Hargroves son told her the sewer line was coming up behind her, she said, so she called 911 and told the operator that it was a sewer line that she could see.
It was a good idea to call the emergency operations team, because she could be in a lot of trouble, she added.
The city called a second time, and when Hargros son arrived, he asked the representative to take a closer look at the sewer lines, the woman said.
He said he thought he could take it back, and the representative told him to wait a couple of hours, according to the woman.
The representative asked him again if he could wait until they were done with the sewer work, the mother said.
Harshe said she waited for two hours.
Then, after the representative said he would be back in five minutes, she took her phone and called the emergency line again.
The next morning, Hargrogs son was sick and his family told him he had a high fever.
She said she called an ambulance and went to the hospital, where doctors found the parasitic infection, according the woman, who asked not to be identified because of the pending litigation.
Haggersons son was treated and released, but he is recovering at home.
The city’s sewage project manager did not return calls seeking comment.
The sewer line is the largest sewer project in the nation and is expected to take about three years to complete, according a report from the city.
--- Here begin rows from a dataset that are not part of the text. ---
//! LR35902 register file
//!
//! Eight 8-bit registers, combinable into big-endian pairs (high register is the
//! most significant byte), plus the 16-bit stack pointer and program counter.
//! Pairs are computed from their halves on every access, so pair and half views
//! can never disagree.

use std::fmt;
use std::str::FromStr;

use serde::{Deserialize, Serialize};

use crate::error::InstructionError;

/// Addressable 8-bit registers.
#[derive(Debug, Clone, Copy, PartialEq, Eq, Hash, Serialize, Deserialize)]
pub enum Reg8 {
    A,
    F,
    B,
    C,
    D,
    E,
    H,
    L,
}

impl Reg8 {
    pub const ALL: [Reg8; 8] = [
        Reg8::A,
        Reg8::F,
        Reg8::B,
        Reg8::C,
        Reg8::D,
        Reg8::E,
        Reg8::H,
        Reg8::L,
    ];

    /// Map the 3-bit register field used by opcodes (B,C,D,E,H,L,-,A).
    ///
    /// Code 6 selects `(HL)`, which is not a register; see
    /// [`Operand::from_code`](crate::instruction::Operand::from_code).
    pub fn from_code(code: u8) -> Result<Self, InstructionError> {
        match code {
            0 => Ok(Reg8::B),
            1 => Ok(Reg8::C),
            2 => Ok(Reg8::D),
            3 => Ok(Reg8::E),
            4 => Ok(Reg8::H),
            5 => Ok(Reg8::L),
            7 => Ok(Reg8::A),
            _ => Err(InstructionError::UnknownRegisterCode(code)),
        }
    }
}

impl fmt::Display for Reg8 {
    fn fmt(&self, f: &mut fmt::Formatter<'_>) -> fmt::Result {
        let name = match self {
            Reg8::A => "A",
            Reg8::F => "F",
            Reg8::B => "B",
            Reg8::C => "C",
            Reg8::D => "D",
            Reg8::E => "E",
            Reg8::H => "H",
            Reg8::L => "L",
        };
        f.write_str(name)
    }
}

impl FromStr for Reg8 {
    type Err = InstructionError;

    fn from_str(s: &str) -> Result<Self, Self::Err> {
        match s.to_ascii_uppercase().as_str() {
            "A" => Ok(Reg8::A),
            "F" => Ok(Reg8::F),
            "B" => Ok(Reg8::B),
            "C" => Ok(Reg8::C),
            "D" => Ok(Reg8::D),
            "E" => Ok(Reg8::E),
            "H" => Ok(Reg8::H),
            "L" => Ok(Reg8::L),
            _ => Err(InstructionError::UnknownRegister(s.to_string())),
        }
    }
}

/// 16-bit registers and register pairs.
#[derive(Debug, Clone, Copy, PartialEq, Eq, Hash, Serialize, Deserialize)]
pub enum Reg16 {
    AF,
    BC,
    DE,
    HL,
    SP,
    PC,
}

impl Reg16 {
    /// The (high, low) halves of a pair, or `None` for SP and PC.
    pub fn halves(self) -> Option<(Reg8, Reg8)> {
        match self {
            Reg16::AF => Some((Reg8::A, Reg8::F)),
            Reg16::BC => Some((Reg8::B, Reg8::C)),
            Reg16::DE => Some((Reg8::D, Reg8::E)),
            Reg16::HL => Some((Reg8::H, Reg8::L)),
            Reg16::SP | Reg16::PC => None,
        }
    }
}

impl fmt::Display for Reg16 {
    fn fmt(&self, f: &mut fmt::Formatter<'_>) -> fmt::Result {
        let name = match self {
            Reg16::AF => "AF",
            Reg16::BC => "BC",
            Reg16::DE => "DE",
            Reg16::HL => "HL",
            Reg16::SP => "SP",
            Reg16::PC => "PC",
        };
        f.write_str(name)
    }
}

impl FromStr for Reg16 {
    type Err = InstructionError;

    fn from_str(s: &str) -> Result<Self, Self::Err> {
        match s.to_ascii_uppercase().as_str() {
            "AF" => Ok(Reg16::AF),
            "BC" => Ok(Reg16::BC),
            "DE" => Ok(Reg16::DE),
            "HL" => Ok(Reg16::HL),
            "SP" => Ok(Reg16::SP),
            "PC" => Ok(Reg16::PC),
            _ => Err(InstructionError::UnknownRegister(s.to_string())),
        }
    }
}

/// Flag bits in the F register.
#[derive(Debug, Clone, Copy, PartialEq, Eq)]
pub enum Flag {
    /// Zero
    Z,
    /// Subtract (BCD)
    N,
    /// Half carry (BCD)
    H,
    /// Carry
    C,
}

impl Flag {
    pub const fn mask(self) -> u8 {
        match self {
            Flag::Z => 0b1000_0000,
            Flag::N => 0b0100_0000,
            Flag::H => 0b0010_0000,
            Flag::C => 0b0001_0000,
        }
    }
}

// Lower 4 bits of F are hardwired to zero.
const F_MASK: u8 = 0xF0;

/// CPU register storage plus the cost of the most recent instruction.
#[derive(Debug, Clone, Default, PartialEq, Eq, Serialize, Deserialize)]
#[serde(from = "RegisterState")]
pub struct RegisterFile {
    a: u8,
    f: u8,
    b: u8,
    c: u8,
    d: u8,
    e: u8,
    h: u8,
    l: u8,
    sp: u16,
    pc: u16,
    /// Machine cycles charged by the last `Instruction::execute`
    last_instruction_execution_time: u32,
}

/// Serialized form of [`RegisterFile`]; F is masked on the way in.
#[derive(Deserialize)]
struct RegisterState {
    a: u8,
    f: u8,
    b: u8,
    c: u8,
    d: u8,
    e: u8,
    h: u8,
    l: u8,
    sp: u16,
    pc: u16,
    last_instruction_execution_time: u32,
}

impl From<RegisterState> for RegisterFile {
    fn from(state: RegisterState) -> Self {
        Self {
            a: state.a,
            f: state.f & F_MASK,
            b: state.b,
            c: state.c,
            d: state.d,
            e: state.e,
            h: state.h,
            l: state.l,
            sp: state.sp,
            pc: state.pc,
            last_instruction_execution_time: state.last_instruction_execution_time,
        }
    }
}

impl RegisterFile {
    pub fn new() -> Self {
        Self::default()
    }

    /// Zero every register and the cycle counter
    pub fn reset(&mut self) {
        *self = Self::default();
    }

    pub fn get_8bit_register_value(&self, reg: Reg8) -> u8 {
        match reg {
            Reg8::A => self.a,
            Reg8::F => self.f,
            Reg8::B => self.b,
            Reg8::C => self.c,
            Reg8::D => self.d,
            Reg8::E => self.e,
            Reg8::H => self.h,
            Reg8::L => self.l,
        }
    }

    /// Writing F drops its low nibble, as the hardware does.
    pub fn set_8bit_register_value(&mut self, reg: Reg8, value: u8) {
        match reg {
            Reg8::A => self.a = value,
            Reg8::F => self.f = value & F_MASK,
            Reg8::B => self.b = value,
            Reg8::C => self.c = value,
            Reg8::D => self.d = value,
            Reg8::E => self.e = value,
            Reg8::H => self.h = value,
            Reg8::L => self.l = value,
        }
    }

    pub fn get_16bit_register_value(&self, reg: Reg16) -> u16 {
        match reg.halves() {
            Some((hi, lo)) => u16::from_be_bytes([
                self.get_8bit_register_value(hi),
                self.get_8bit_register_value(lo),
            ]),
            None if reg == Reg16::SP => self.sp,
            None => self.pc,
        }
    }

    pub fn set_16bit_register_value(&mut self, reg: Reg16, value: u16) {
        match reg.halves() {
            Some((hi, lo)) => {
                let [high, low] = value.to_be_bytes();
                self.set_8bit_register_value(hi, high);
                self.set_8bit_register_value(lo, low);
            }
            None if reg == Reg16::SP => self.sp = value,
            None => self.pc = value,
        }
    }

    pub fn get_flag(&self, flag: Flag) -> bool {
        (self.f & flag.mask()) != 0
    }

    pub fn set_flag(&mut self, flag: Flag, val: bool) {
        if val {
            self.f |= flag.mask();
        } else {
            self.f &= !flag.mask();
        }
    }

    /// Set all four flags at once.
    pub(crate) fn set_flags(&mut self, z: bool, n: bool, h: bool, c: bool) {
        self.set_flag(Flag::Z, z);
        self.set_flag(Flag::N, n);
        self.set_flag(Flag::H, h);
        self.set_flag(Flag::C, c);
    }

    pub fn get_last_instruction_execution_time(&self) -> u32 {
        self.last_instruction_execution_time
    }

    pub(crate) fn set_last_instruction_execution_time(&mut self, cycles: u32) {
        self.last_instruction_execution_time = cycles;
    }
}

#[cfg(test)]
mod tests {
    use super::*;

    #[test]
    fn test_new_register_file_is_zeroed() {
        let regs = RegisterFile::new();
        for reg in Reg8::ALL {
            assert_eq!(regs.get_8bit_register_value(reg), 0);
        }
        assert_eq!(regs.get_16bit_register_value(Reg16::SP), 0);
        assert_eq!(regs.get_16bit_register_value(Reg16::PC), 0);
        assert_eq!(regs.get_last_instruction_execution_time(), 0);
    }

    #[test]
    fn test_set_8bit_register_does_not_touch_others() {
        let mut regs = RegisterFile::new();
        regs.set_8bit_register_value(Reg8::D, 0x42);
        for reg in Reg8::ALL {
            let expected = if reg == Reg8::D { 0x42 } else { 0 };
            assert_eq!(regs.get_8bit_register_value(reg), expected, "register {}", reg);
        }
    }

    #[test]
    fn test_pairs_are_big_endian() {
        let mut regs = RegisterFile::new();
        regs.set_16bit_register_value(Reg16::BC, 0x1234);
        assert_eq!(regs.get_8bit_register_value(Reg8::B), 0x12);
        assert_eq!(regs.get_8bit_register_value(Reg8::C), 0x34);

        regs.set_8bit_register_value(Reg8::H, 0xAB);
        regs.set_8bit_register_value(Reg8::L, 0xCD);
        assert_eq!(regs.get_16bit_register_value(Reg16::HL), 0xABCD);
    }

    #[test]
    fn test_pair_write_follows_half_write() {
        let mut regs = RegisterFile::new();
        regs.set_16bit_register_value(Reg16::DE, 0xFFFF);
        regs.set_8bit_register_value(Reg8::E, 0x00);
        assert_eq!(regs.get_16bit_register_value(Reg16::DE), 0xFF00);
    }

    #[test]
    fn test_f_low_nibble_is_always_zero() {
        let mut regs = RegisterFile::new();
        regs.set_8bit_register_value(Reg8::F, 0xFF);
        assert_eq!(regs.get_8bit_register_value(Reg8::F), 0xF0);

        regs.set_16bit_register_value(Reg16::AF, 0x12FF);
        assert_eq!(regs.get_16bit_register_value(Reg16::AF), 0x12F0);
        assert_eq!(regs.get_8bit_register_value(Reg8::A), 0x12);
    }

    #[test]
    fn test_sp_and_pc_are_independent() {
        let mut regs = RegisterFile::new();
        regs.set_16bit_register_value(Reg16::SP, 0xFFFE);
        regs.set_16bit_register_value(Reg16::PC, 0x0100);
        assert_eq!(regs.get_16bit_register_value(Reg16::SP), 0xFFFE);
        assert_eq!(regs.get_16bit_register_value(Reg16::PC), 0x0100);
        assert_eq!(regs.get_16bit_register_value(Reg16::HL), 0);
    }

    #[test]
    fn test_flags() {
        let mut regs = RegisterFile::new();
        regs.set_flag(Flag::Z, true);
        regs.set_flag(Flag::C, true);
        assert_eq!(regs.get_8bit_register_value(Reg8::F), 0b1001_0000);
        assert!(regs.get_flag(Flag::Z));
        assert!(!regs.get_flag(Flag::N));

        regs.set_flag(Flag::Z, false);
        assert_eq!(regs.get_8bit_register_value(Reg8::F), 0b0001_0000);
    }

    #[test]
    fn test_register_parsing() {
        assert_eq!("a".parse::<Reg8>(), Ok(Reg8::A));
        assert_eq!("L".parse::<Reg8>(), Ok(Reg8::L));
        assert_eq!("hl".parse::<Reg16>(), Ok(Reg16::HL));
        assert_eq!(
            "X".parse::<Reg8>(),
            Err(InstructionError::UnknownRegister("X".to_string()))
        );
        assert!("IX".parse::<Reg16>().is_err());
    }

    #[test]
    fn test_register_codes() {
        assert_eq!(Reg8::from_code(0), Ok(Reg8::B));
        assert_eq!(Reg8::from_code(7), Ok(Reg8::A));
        assert_eq!(
            Reg8::from_code(6),
            Err(InstructionError::UnknownRegisterCode(6))
        );
        assert!(Reg8::from_code(8).is_err());
    }

    #[test]
    fn test_deserialize_masks_f() {
        let mut regs = RegisterFile::new();
        regs.set_16bit_register_value(Reg16::AF, 0x12F0);
        let mut v = serde_json::to_value(&regs).unwrap();
        v["f"] = serde_json::json!(0xFF);

        let parsed: RegisterFile = serde_json::from_value(v).unwrap();
        assert_eq!(parsed.get_8bit_register_value(Reg8::F), 0xF0);
        assert_eq!(parsed.get_16bit_register_value(Reg16::AF), 0x12F0);
        assert_eq!(parsed, regs);
    }

    #[test]
    fn test_reset() {
        let mut regs = RegisterFile::new();
        regs.set_16bit_register_value(Reg16::HL, 0xBEEF);
        regs.set_last_instruction_execution_time(4);
        regs.reset();
        assert_eq!(regs, RegisterFile::new());
    }
}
It is the third time in the last four years that a woman in the Washington Heights has complained about a sewer project.
In 2013, a resident reported that the line in her back yard had blocked a sewer and the project manager was forced to remove the line and send a contractor to fix it.
The other sewer project that Hargs has filed complaints about is the installation of the Erie Canal to provide water to Cleveland.
In an interview, Harshe acknowledged that she did not know exactly when the sewer was put in her backyard, but she was confident that the sewer would not be a problem for another three to four years.